EXERCISE DESCRIPTION: Quote the entries below from the line with "if let Some(ann)" through the line with "as leader, abandoning", both ends included, and only those lines.

DATA EXTRACT:
impl LeadershipCoordinator {
  pub fn new(
    bus: GroupBus,
    priority: u64,
    initial: Role,
    leader_id: impl Into<String>,
    advertise: Socket,
    config: ElectionConfig,
    sup: Supervisor,
  ) -> LeadershipCoordinator {
    let ballot = ElectionBallot { candidate_id: bus.node_id().to_string(), priority };
    LeadershipCoordinator {
      inner: Arc::new(LeaderInner {
        ballot,
        role: RoleCell::new(initial),
        leader: LeaderCell::new(leader_id),
        last_announcement: RwLock::new(None),
        advertise,
        bus,
        config,
        hooks: RwLock::new(None),
        round: AtomicU64::new(0),
        failed_steps: Mutex::new(BTreeSet::new()),
        duplicates_seen: Mutex::new(BTreeSet::new()),
        sup,
        health: Lifecycle::default(),
        started: AtomicU64::new(0),
        won: AtomicU64::new(0),
        lost: AtomicU64::new(0),
        joined: AtomicU64::new(0),
        duplicates: AtomicU64::new(0),
      }),
    }
  }

  pub fn set_hooks(&self, hooks: Arc<dyn RoleHooks>) {
    *self.inner.hooks.write() = Some(hooks);
  }

  /// Registers the election and announcement handlers on the bus.
  pub fn install(&self) {
    let me = self.clone();
    self.inner.bus.on_message(MsgKind::Candidacy, move |env| {
      if let BusMsg::Candidacy(ballot) = env.msg {
        me.on_candidacy(ballot);
      }
    });
    let me = self.clone();
    self.inner.bus.on_message(MsgKind::LeaderConfirmed, move |env| {
      if let BusMsg::LeaderConfirmed(lc) = env.msg {
        me.on_leader_claim(&lc.leader_id, lc.priority, None);
      }
    });
    let me = self.clone();
    self.inner.bus.on_message(MsgKind::NewPrimary, move |env| {
      if let BusMsg::NewPrimary(ann) = env.msg {
        let priority = derive_priority(&ann.leader_id, None);
        let leader = ann.leader_id.clone();
        me.on_leader_claim(&leader, priority, Some(ann));
      }
    });
  }

  pub fn role(&self) -> Role {
    self.inner.role.get()
  }

  pub fn role_cell(&self) -> RoleCell {
    self.inner.role.clone()
  }

  pub fn is_active(&self) -> bool {
    self.inner.role.is(Role::Active)
  }

  pub fn leader_id(&self) -> String {
    self.inner.leader.get()
  }

  pub fn leader_cell(&self) -> LeaderCell {
    self.inner.leader.clone()
  }

  pub fn ballot(&self) -> &ElectionBallot {
    &self.inner.ballot
  }

  pub fn last_announcement(&self) -> Option<LeaderAnnouncement> {
    self.inner.last_announcement.read().clone()
  }

  /// Failure callback of the standby-to-primary detector.
  pub fn on_primary_failure(&self, primary: &str) {
    if !self.inner.leader.is(primary) {
      debug!(LOG_LEVEL, "ignoring failure of {}, not the known leader", primary);
      return;
    }
    warn!(LOG_LEVEL, "primary {} unresponsive, starting election", primary);
    self.trigger_election();
  }

  /// STANDBY -> ELECTING. Returns false if this node is not a standby; at most one election runs
  /// at a time.
  pub fn trigger_election(&self) -> bool {
    if !self.inner.role.transition(Role::Standby, Role::Electing) {
      debug!(LOG_LEVEL, "election not started, role is {:?}", self.role());
      return false;
    }
    let round = self.inner.round.fetch_add(1, Ordering::SeqCst) + 1;
    self.inner.started.fetch_add(1, Ordering::Relaxed);
    info!(
      LOG_LEVEL,
      "{} standing for election with priority {}", self.inner.ballot.candidate_id, self.inner.ballot.priority
    );
    self.inner.bus.send(BusMsg::Candidacy(self.inner.ballot.clone()));
    let me = self.clone();
    let window = self.inner.config.settle_window;
    self.inner.sup.spawn_detached(async move {
      sleep(window).await;
      me.settle(round).await;
    });
    true
  }

  async fn settle(&self, round: u64) {
    if self.inner.round.load(Ordering::SeqCst) != round {
      return;
    }
    if !self.inner.role.transition(Role::Electing, Role::Active) {
      debug!(LOG_LEVEL, "settle window closed as {:?}", self.role());
      return;
    }
    self.inner.won.fetch_add(1, Ordering::Relaxed);
    info!(LOG_LEVEL, "{} won the election", self.inner.ballot.candidate_id);
    self.promote().await;
  }

  fn on_candidacy(&self, ballot: ElectionBallot) {
    if ballot.candidate_id == self.inner.ballot.candidate_id {
      return;
    }
    let mine = &self.inner.ballot;
    match self.role() {
      Role::Active => {
        debug!(LOG_LEVEL, "{} is campaigning while we lead, reasserting", ballot.candidate_id);
        self.confirm();
      }
      Role::Electing if ballot.beats(mine) => {
        if self.inner.role.transition(Role::Electing, Role::Standby) {
          self.inner.lost.fetch_add(1, Ordering::Relaxed);
          info!(
            LOG_LEVEL,
            "yielding to {} (priority {} < {})", ballot.candidate_id, ballot.priority, mine.priority
          );
          self.watch_yield(self.leader_id());
        }
      }
      Role::Electing => {
        self.inner.bus.send(BusMsg::Candidacy(mine.clone()));
      }
      // our own detector may not have fired yet; a better ballot must still be on the table
      Role::Standby if mine.beats(&ballot) => {
        debug!(
          LOG_LEVEL,
          "joining election of {} (priority {}): ours is {}, {} not yet failed here",
          ballot.candidate_id,
          ballot.priority,
          mine.priority,
          self.leader_id()
        );
        if self.trigger_election() {
          self.inner.joined.fetch_add(1, Ordering::Relaxed);
        }
      }
      Role::Standby => {}
    }
  }

  /// If the candidate we yielded to never announces itself, stand again.
  fn watch_yield(&self, stale_leader: String) {
    let me = self.clone();
    let cfg = &self.inner.config;
    let patience = cfg.settle_window * 2 + cfg.announce_delay;
    self.inner.sup.spawn_detached(async move {
      sleep(patience).await;
      if me.role() == Role::Standby && me.leader_id() == stale_leader {
        warn!(LOG_LEVEL, "no leader announced after yielding, standing again");
        me.trigger_election();
      }
    });
  }

  fn on_leader_claim(&self, leader: &str, priority: u64, ann: Option<LeaderAnnouncement>) {
    if leader == self.inner.ballot.candidate_id {
      return;
    }
    if let Some(ann) = ann {
      *self.inner.last_announcement.write() = Some(ann);
    }
    match self.role() {
      Role::Active => self.duplicate_leader(leader, priority),
      Role::Electing => {
        if self.inner.role.transition(Role::Electing, Role::Standby) {
          self.inner.lost.fetch_add(1, Ordering::Relaxed);
          info!(LOG_LEVEL, "{} confirmed as leader, abandoning election", leader);
        }
        self.follow(leader);
      }
      Role::Standby => self.follow(leader),
    }
  }

  /// Presence from `peer` says it is active too.
  pub fn active_peer_seen(&self, peer: &str) {
    if peer != self.inner.ballot.candidate_id && self.is_active() {
      self.duplicate_leader(peer, derive_priority(peer, None));
    }
  }

  /// Both stay active; resolving it is left to an operator through [`demote`](Self::demote).
  fn duplicate_leader(&self, leader: &str, priority: u64) {
    if !self.inner.duplicates_seen.lock().insert(leader.to_string()) {
      return;
    }
    self.inner.duplicates.fetch_add(1, Ordering::Relaxed);
    error!(
      LOG_LEVEL,
      "duplicate leader: {} (priority {}) claims leadership while {} (priority {}) is active; operator intervention required",
      leader,
      priority,
      self.inner.ballot.candidate_id,
      self.inner.ballot.priority
    );
  }

  fn follow(&self, leader: &str) {
    if self.inner.leader.set(leader) {
      info!(LOG_LEVEL, "now following {}", leader);
    }
    if let Some(hooks) = self.hooks() {
      hooks.follow_leader(leader);
    }
  }

  fn confirm(&self) {
    self.inner.bus.send(BusMsg::LeaderConfirmed(LeaderConfirmed {
      leader_id: self.inner.ballot.candidate_id.clone(),
      priority: self.inner.ballot.priority,
    }));
  }

  /// Broadcasts the new-leader announcement and confirmation.
  pub fn announce(&self) {
    self.inner.bus.send(BusMsg::NewPrimary(LeaderAnnouncement {
      leader_id: self.inner.ballot.candidate_id.clone(),
      host: self.inner.advertise.host.to_string(),
      port: self.inner.advertise.port,
    }));
    self.confirm();
    if let Some(hooks) = self.hooks() {
      hooks.announced(&self.inner.advertise);
    }
  }

  fn hooks(&self) -> Option<Arc<dyn RoleHooks>> {
    self.inner.hooks.read().clone()
  }

  async fn promote(&self) {
    self.inner.leader.set(&self.inner.ballot.candidate_id);
    for step in PromotionStep::ORDER.iter().copied() {
      if step == PromotionStep::Announce {
        sleep(self.inner.config.announce_delay).await;
        if !self.is_active() {
          return;
        }
        self.announce();
        continue;
      }
      self.run_step(step).await;
    }
    self.start_health_checks();
  }

  async fn run_step(&self, step: PromotionStep) -> bool {
    let result = match self.hooks() {
      Some(hooks) => hooks.run_step(step).await,
      None => Ok(()),
    };
    match result {
      Ok(()) => {
        self.inner.failed_steps.lock().remove(&step);
        debug!(LOG_LEVEL, "promotion step {:?} done", step);
        true
      }
      Err(e) => {
        self.inner.failed_steps.lock().insert(step);
        error!(LOG_LEVEL, "promotion step {:?} failed: {}", step, e);
        false
      }
    }
  }

  /// Starts the periodic self-check. No-op if running.
  pub fn start_health_checks(&self) {
    let token = match self.inner.health.begin(&self.inner.sup) {
      Some(token) => token,
      None => return,
    };
    let me = self.clone();
    let cfg = self.inner.config.clone();
    self.inner.sup.spawn(token, async move {
      sleep(cfg.health_initial_delay).await;
      let mut ticker = interval(cfg.health_interval);
      ticker.set_missed_tick_behavior(MissedTickBehavior::Delay);
      loop {
        ticker.tick().await;
        me.health_check().await;
      }
    });
  }

  /// Retries failed promotion steps, runs upkeep and logs anything unhealthy.
  pub async fn health_check(&self) -> HealthReport {
    if !self.is_active() {
      return HealthReport::default();
    }
    let retry = self.inner.failed_steps.lock().iter().copied().collect_vec();
    for step in retry {
      info!(LOG_LEVEL, "retrying promotion step {:?}", step);
      self.run_step(step).await;
    }
    let hooks = match self.hooks() {
      Some(hooks) => hooks,
      None => return HealthReport::default(),
    };
    hooks.maintain();
    let report = hooks.health();
    let problems = report.problems();
    if problems.is_empty() {
      debug!(LOG_LEVEL, "health ok: {:?}", report);
    } else {
      warn!(LOG_LEVEL, "health check: {}", problems.join("; "));
    }
    report
  }

  /// ACTIVE -> STANDBY, administrative only.
  pub async fn demote(&self, new_leader: Option<&str>, endpoint: Option<&Socket>) -> bool {
    if !self.inner.role.transition(Role::Active, Role::Standby) {
      return false;
    }
    self.inner.health.end();
    self.inner.duplicates_seen.lock().clear();
    warn!(LOG_LEVEL, "{} demoted, new leader {:?}", self.inner.ballot.candidate_id, new_leader);
    if let Some(hooks) = self.hooks() {
      hooks.demoted(new_leader, endpoint).await;
    }
    if let Some(leader) = new_leader {
      self.follow(leader);
    }
    true
  }

  pub fn stop(&self) {
    self.inner.health.end();
    self.inner.round.fetch_add(1, Ordering::SeqCst);
  }

  pub fn stats(&self) -> LeadershipStats {
    LeadershipStats {
      elections_started: self.inner.started.load(Ordering::Relaxed),
      elections_won: self.inner.won.load(Ordering::Relaxed),
      elections_lost: self.inner.lost.load(Ordering::Relaxed),
      elections_joined: self.inner.joined.load(Ordering::Relaxed),
      duplicate_leaders: self.inner.duplicates.load(Ordering::Relaxed),
      failed_steps: self.inner.failed_steps.lock().iter().map(|s| format!("{:?}", s)).collect(),
    }
  }
}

OUTPUT BELOW:
    if let Some(ann) = ann {
      *self.inner.last_announcement.write() = Some(ann);
    }
    match self.role() {
      Role::Active => self.duplicate_leader(leader, priority),
      Role::Electing => {
        if self.inner.role.transition(Role::Electing, Role::Standby) {
          self.inner.lost.fetch_add(1, Ordering::Relaxed);
          info!(LOG_LEVEL, "{} confirmed as leader, abandoning election", leader);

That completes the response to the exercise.